Betroffen schaute der Erste Offizier auf den Toten zu seinen Füßen.
„Einer der Professoren!", murmelte er. „Das also ist der erste."
„Der erste? Woher wollen Sie denn das so genau wissen?", knurrte Ted Road.
Das brachte ihm einen strafenden Blick des Captains ein, obwohl Mort Stuart dem Offizier stillschweigend zustimmte.
Gerald Smith rettete die Situation, indem er sagte:
„Wir müssen weiter! Wir müssen die Generatoren überprüfen und nach dem Meiler sehen. Wenn er durchgeht..."

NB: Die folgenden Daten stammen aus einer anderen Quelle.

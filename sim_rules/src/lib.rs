//! # Sim Rules
//!
//! The "Substrate" crate - contains module kinds, wiring rules, parameters,
//! and the module graph. This crate is the single source of truth for
//! simulation state and does not contain any scoring or narrative logic.

pub mod graph;
pub mod modules;
pub mod parameters;

pub use graph::*;
pub use modules::*;
pub use parameters::*;
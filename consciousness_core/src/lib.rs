//! # Consciousness Core
//!
//! The "mind" of the consciousness sandbox. This crate interfaces with
//! `sim_rules`, derives everything the host renders - the composite CSI
//! score, the narrative event stream, advisor feedback, and the charted
//! metrics series - and owns the frame-driven simulation clock that ties
//! them together.
//!
//! ## Core Components
//!
//! - **scoring**: the composite CSI score and per-parameter impacts
//! - **narrative**: throttled event sampling and phase tracking
//! - **metrics**: the time series consumed by the host's chart widget
//! - **advisor**: tuning suggestions derived from the current setup
//! - **config**: the saved-configuration blob format
//! - **simulation**: the clock and top-level state container
//!
//! ## Design Philosophy
//!
//! - **State-Driven**: every derived value is a pure function of current state
//! - **Host-Driven**: the host scheduler calls [`Simulation::step`] once per
//!   frame; the core never owns a loop
//! - **Deterministic**: all random choices flow through a seedable generator

pub mod advisor;
pub mod config;
pub mod metrics;
pub mod narrative;
pub mod scoring;
pub mod simulation;

pub use advisor::*;
pub use config::*;
pub use metrics::*;
pub use narrative::*;
pub use scoring::*;
pub use simulation::*;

„Was ist mit dem Toten?", fragte King mit zitternder Stimme. Sein Gesicht sah seltsam fahl aus, und es lag nicht allein an der grünen Notbeleuchtung.
„Lass ihn liegen, mein Junge", murmelte Till Sturgess. „Wir müssen uns daran gewöhnen."
„An was?", schrie ihn King an.
„An die Toten. Den Schlag haben nicht alle überstanden, verlass dich drauf!"
King schlug die Hände vors Gesicht. Seine Schultern zuckten.
Die anderen betrachteten ihn.
„King, reißen Sie sich zusammen!", knurrte Captain Stuart „Das möchte ich nicht noch mal bei Ihnen sehen!"
King nahm die Hände herunter. Ohne ein weiteres Wort wandte er sich zum Gehen.
Stuart dachte sorgenvoll daran, wie die Mannschaft reagieren mochte, wenn sich schon ein Offizier dermaßen gehenließ. Zum Teufel, King hatte gewusst, dass er auf ein U-Boot kam. Das war ganz anders als bei der Küstenschifffahrt! Da brauchte man Nerven, aber man durfte nicht zeigen, dass man sie besaß!
*
Das Boot hing in einer Tiefe von einhundert fünfzig Metern fest.
Durch den Aufprall hatte sich in der stahlhart erschienenen Eiswand ein Riss gebildet, der immer breiter aufklaffte. Die Eismassen waren in Bewegung geraten.
Natürlich war daran nicht allein das Unterseeboot schuld - trotz seiner Ausmaße. Es sah so aus, als habe das ewige Eis geradezu auf eine Störung gewartet, um sich verlagern zu können.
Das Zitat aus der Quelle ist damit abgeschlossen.